Montare le chiare a neve ferma dopo avervi aggiunto il sale. Si mischino le mandorle macinate con lo zucchero e unire delicatamente alle chiare, mescolando dal basso verso l’alto.

Con un sac à poche, se si vogliono fare le cose come un pasticcere, stendere partendo dal centro l’impasto facendo una spirale. Io, invece, divido l’impasto sui tre dischi e lo livello con una spatola.

I dischi devono essere cotti nel forno a 250° per sette-otto minuti fino a che appariranno leggermente dorati. Devono rimanere morbidi. Guai se si essiccano.
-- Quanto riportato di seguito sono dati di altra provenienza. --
//! In-memory schedule store.
//!
//! Stores everything in `Vec`s behind a single `RwLock`, which makes the
//! overlap re-check and the insert in [`insert_appointment`] one atomic step.
//! Used by the test-suite and by the `memory` store backend.
//!
//! [`insert_appointment`]: ScheduleRepository::insert_appointment

use std::cmp::Reverse;
use std::sync::{Arc, RwLock, RwLockReadGuard, RwLockWriteGuard};

use async_trait::async_trait;
use bigdecimal::BigDecimal;
use chrono::{Datelike, Local, NaiveDate, NaiveTime};

use super::{RepositoryError, RepositoryResult, ScheduleRepository};
use crate::models::{
    Appointment, AppointmentStatus, AvailabilityWindow, DayOfWeek, MonthlyAppointmentRow,
    NewAppointment, Service, Trainer, TrainerStatusRow,
};

#[derive(Clone, Default)]
pub struct MemoryScheduleRepository {
    data: Arc<RwLock<MemoryData>>,
}

#[derive(Default)]
struct MemoryData {
    trainers: Vec<Trainer>,
    services: Vec<Service>,
    appointments: Vec<Appointment>,

    next_trainer_id: i32,
    next_window_id: i32,
    next_service_id: i32,
    next_appointment_id: i32,

    unhealthy: bool,
}

impl MemoryData {
    fn trainer_mut(&mut self, trainer_id: i32) -> RepositoryResult<&mut Trainer> {
        self.trainers
            .iter_mut()
            .find(|t| t.id == trainer_id)
            .ok_or_else(|| RepositoryError::NotFound(format!("trainer {}", trainer_id)))
    }

    fn service_mut(&mut self, service_id: i32) -> RepositoryResult<&mut Service> {
        self.services
            .iter_mut()
            .find(|s| s.id == service_id)
            .ok_or_else(|| RepositoryError::NotFound(format!("service {}", service_id)))
    }
}

fn next_id(counter: &mut i32) -> i32 {
    *counter += 1;
    *counter
}

fn newest_first(appointments: &mut [Appointment]) {
    appointments.sort_by_key(|a| (Reverse(a.appointment_date), Reverse(a.start_time)));
}

impl MemoryScheduleRepository {
    pub fn new() -> Self {
        Self::default()
    }

    fn read(&self) -> RepositoryResult<RwLockReadGuard<'_, MemoryData>> {
        let data = self
            .data
            .read()
            .map_err(|_| RepositoryError::Internal("memory store lock poisoned".into()))?;
        if data.unhealthy {
            return Err(RepositoryError::Connection("memory store marked unavailable".into()));
        }
        Ok(data)
    }

    fn write(&self) -> RepositoryResult<RwLockWriteGuard<'_, MemoryData>> {
        let data = self
            .data
            .write()
            .map_err(|_| RepositoryError::Internal("memory store lock poisoned".into()))?;
        if data.unhealthy {
            return Err(RepositoryError::Connection("memory store marked unavailable".into()));
        }
        Ok(data)
    }

    /// Simulate losing (or regaining) the connection to the store.
    pub fn set_healthy(&self, healthy: bool) {
        match self.data.write() {
            Ok(mut data) => data.unhealthy = !healthy,
            Err(poisoned) => poisoned.into_inner().unhealthy = !healthy,
        }
    }

    // ==================== Seeding ====================

    pub fn add_trainer(
        &self,
        full_name: &str,
        email: &str,
        phone_number: Option<&str>,
        hourly_rate: BigDecimal,
    ) -> RepositoryResult<i32> {
        let mut data = self.write()?;
        if data.trainers.iter().any(|t| t.email == email) {
            return Err(RepositoryError::Validation(format!(
                "trainer email {} already registered",
                email
            )));
        }
        let id = next_id(&mut data.next_trainer_id);
        data.trainers.push(Trainer {
            id,
            full_name: full_name.to_string(),
            email: email.to_string(),
            phone_number: phone_number.map(str::to_string),
            bio: None,
            hourly_rate,
            created_at: Local::now().naive_local(),
            specialties: Vec::new(),
            availability: Vec::new(),
        });
        Ok(id)
    }

    pub fn add_specialty(&self, trainer_id: i32, specialty: &str) -> RepositoryResult<()> {
        let mut data = self.write()?;
        data.trainer_mut(trainer_id)?
            .specialties
            .push(specialty.to_string());
        Ok(())
    }

    pub fn add_window(
        &self,
        trainer_id: i32,
        day_of_week: DayOfWeek,
        start_time: NaiveTime,
        end_time: NaiveTime,
    ) -> RepositoryResult<i32> {
        let mut data = self.write()?;
        let id = next_id(&mut data.next_window_id);
        let window = AvailabilityWindow {
            id,
            trainer_id,
            day_of_week,
            start_time,
            end_time,
            is_active: true,
        };
        window.validate().map_err(RepositoryError::Validation)?;
        data.trainer_mut(trainer_id)?.availability.push(window);
        Ok(id)
    }

    pub fn set_window_active(&self, window_id: i32, active: bool) -> RepositoryResult<()> {
        let mut data = self.write()?;
        let window = data
            .trainers
            .iter_mut()
            .flat_map(|t| t.availability.iter_mut())
            .find(|w| w.id == window_id)
            .ok_or_else(|| RepositoryError::NotFound(format!("availability window {}", window_id)))?;
        window.is_active = active;
        Ok(())
    }

    pub fn add_service(
        &self,
        name: &str,
        duration_minutes: i32,
        price: BigDecimal,
    ) -> RepositoryResult<i32> {
        let mut data = self.write()?;
        let id = data.next_service_id + 1;
        let service = Service {
            id,
            name: name.to_string(),
            description: None,
            duration_minutes,
            price,
            is_active: true,
        };
        service.validate().map_err(RepositoryError::Validation)?;
        data.next_service_id = id;
        data.services.push(service);
        Ok(id)
    }

    pub fn set_service_active(&self, service_id: i32, active: bool) -> RepositoryResult<()> {
        self.write()?.service_mut(service_id)?.is_active = active;
        Ok(())
    }

    pub fn set_service_duration(&self, service_id: i32, duration_minutes: i32) -> RepositoryResult<()> {
        let mut data = self.write()?;
        let service = data.service_mut(service_id)?;
        let mut edited = service.clone();
        edited.duration_minutes = duration_minutes;
        edited.validate().map_err(RepositoryError::Validation)?;
        *service = edited;
        Ok(())
    }
}

#[async_trait]
impl ScheduleRepository for MemoryScheduleRepository {
    async fn health_check(&self) -> RepositoryResult<bool> {
        Ok(self.read().is_ok())
    }

    async fn list_trainers(&self) -> RepositoryResult<Vec<Trainer>> {
        Ok(self.read()?.trainers.clone())
    }

    async fn find_trainer(&self, trainer_id: i32) -> RepositoryResult<Option<Trainer>> {
        Ok(self.read()?.trainers.iter().find(|t| t.id == trainer_id).cloned())
    }

    async fn availability_windows(
        &self,
        trainer_id: i32,
        day: DayOfWeek,
    ) -> RepositoryResult<Vec<AvailabilityWindow>> {
        let data = self.read()?;
        Ok(data
            .trainers
            .iter()
            .filter(|t| t.id == trainer_id)
            .flat_map(|t| t.availability.iter())
            .filter(|w| w.day_of_week == day)
            .cloned()
            .collect())
    }

    async fn find_service(&self, service_id: i32) -> RepositoryResult<Option<Service>> {
        Ok(self.read()?.services.iter().find(|s| s.id == service_id).cloned())
    }

    async fn list_services(&self, active_only: bool) -> RepositoryResult<Vec<Service>> {
        Ok(self
            .read()?
            .services
            .iter()
            .filter(|s| !active_only || s.is_active)
            .cloned()
            .collect())
    }

    async fn appointments_on(
        &self,
        trainer_id: i32,
        date: NaiveDate,
    ) -> RepositoryResult<Vec<Appointment>> {
        Ok(self
            .read()?
            .appointments
            .iter()
            .filter(|a| a.trainer_id == trainer_id && a.appointment_date == date)
            .cloned()
            .collect())
    }

    async fn find_appointment(
        &self,
        appointment_id: i32,
    ) -> RepositoryResult<Option<Appointment>> {
        Ok(self
            .read()?
            .appointments
            .iter()
            .find(|a| a.id == appointment_id)
            .cloned())
    }

    async fn appointments_for_user(&self, user_id: &str) -> RepositoryResult<Vec<Appointment>> {
        let mut found: Vec<Appointment> = self
            .read()?
            .appointments
            .iter()
            .filter(|a| a.user_id == user_id)
            .cloned()
            .collect();
        newest_first(&mut found);
        Ok(found)
    }

    async fn list_appointments(&self) -> RepositoryResult<Vec<Appointment>> {
        let mut all = self.read()?.appointments.clone();
        newest_first(&mut all);
        Ok(all)
    }

    async fn insert_appointment(&self, new: &NewAppointment) -> RepositoryResult<Appointment> {
        let mut data = self.write()?;

        // Re-checked under the write lock so concurrent inserts serialize here.
        let clash = data.appointments.iter().find(|a| {
            a.trainer_id == new.trainer_id
                && a.appointment_date == new.appointment_date
                && a.status.occupies_slot()
                && a.overlaps(new.start_time, new.end_time)
        });
        if let Some(existing) = clash {
            return Err(RepositoryError::SlotConflict(format!(
                "trainer {} already booked {}-{} on {} (appointment {})",
                new.trainer_id,
                existing.start_time,
                existing.end_time,
                new.appointment_date,
                existing.id
            )));
        }

        let id = next_id(&mut data.next_appointment_id);
        let appointment = Appointment {
            id,
            user_id: new.user_id.clone(),
            trainer_id: new.trainer_id,
            service_id: new.service_id,
            appointment_date: new.appointment_date,
            start_time: new.start_time,
            end_time: new.end_time,
            status: AppointmentStatus::Pending,
            notes: new.notes.clone(),
            created_at: new.created_at,
        };
        data.appointments.push(appointment.clone());
        Ok(appointment)
    }

    async fn update_appointment_status(
        &self,
        appointment_id: i32,
        expected: AppointmentStatus,
        next: AppointmentStatus,
    ) -> RepositoryResult<Option<Appointment>> {
        let mut data = self.write()?;
        let appointment = data
            .appointments
            .iter_mut()
            .find(|a| a.id == appointment_id && a.status == expected);
        Ok(appointment.map(|a| {
            a.status = next;
            a.clone()
        }))
    }

    async fn appointments_in_month(
        &self,
        year: i32,
        month: u32,
    ) -> RepositoryResult<Vec<MonthlyAppointmentRow>> {
        let data = self.read()?;
        let rows = data
            .appointments
            .iter()
            .filter(|a| a.appointment_date.year() == year && a.appointment_date.month() == month)
            .filter_map(|a| {
                data.services
                    .iter()
                    .find(|s| s.id == a.service_id)
                    .map(|s| MonthlyAppointmentRow {
                        status: a.status,
                        service_name: s.name.clone(),
                        price: s.price.clone(),
                    })
            })
            .collect();
        Ok(rows)
    }

    async fn trainer_statuses(&self) -> RepositoryResult<Vec<TrainerStatusRow>> {
        Ok(self
            .read()?
            .appointments
            .iter()
            .map(|a| TrainerStatusRow {
                trainer_id: a.trainer_id,
                status: a.status,
            })
            .collect())
    }
}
Gli ingredienti per la crema al caffè:

40 gr di burro

Mezzo cucchiaio di caffè molto concentrato

30 cl di latte

Mezzo baccello di vaniglia

Due tuorli d’uovo

75 gr di zucchero

25 gr di farina

Una presa di sale fine

Lavorare i tuorli con lo zucchero e il sale fino a che il composto diventa spumoso e di un bel colore giallo chiaro brillante. Aggiungere la farina a pioggia con un setaccino.

Portare in ebollizione il latte con la stecca di vaniglia ed aggiungerlo bollente ai tuorli lavorati mescolando con un cucchiaio di legno. Mettere sul fuoco continuando a mescolare fino a che la crema sarà cotta.

Si faccia raffreddare la crema e si unisca il burro montato a temperatura ambiente. Aggiungere il caffè mescolando.

Gli ingredienti per la Ganache al caffè:

300 gr di cioccolato fondente al caffè, oppure 300 gr di cioccolato fondente e una bustina di caffè liofilizzato

300 gr di panna liquida

Si faccia bollire la panna per un minuto, togliere dal fuoco e si faccia sciogliere il cioccolato nella panna. Si lasci riposare per mezza giornata.

Ora si può comporre la torta.

Si stacchino delicatamente i dischi di pasta succes.

Il primo disco verrà ricoperto con metà della ganache ammorbidita, mescolandola, a bagnomaria.

Il secondo disco di pasta success verrà ricoperto di crema al burro. Infine, sul  terzo disco di pasta verrà versata la rimanente ganache. Le creme dovranno essere ben livellate.

Per terminare, si deve sciogliere a bagnomaria un etto di cioccolato fondente e con esso ricoprire la cima e il bordo della torta.

E’ finita.

Conviene tenere la torta L’Opéra  in frigorifero per almeno un giorno perché non deve capitare che gli strati, facendo le porzioni, si separino.

Dall’aspetto sembra una Torta Sacher ma, a differenza di questa, L’Opéra non stanca perché non è molto dolce. Direi che abbia un sapore molto virile.

Una delizia per gli amanti del cioccolato senza che sia necessario amare l’opera lirica o…la cucina francese.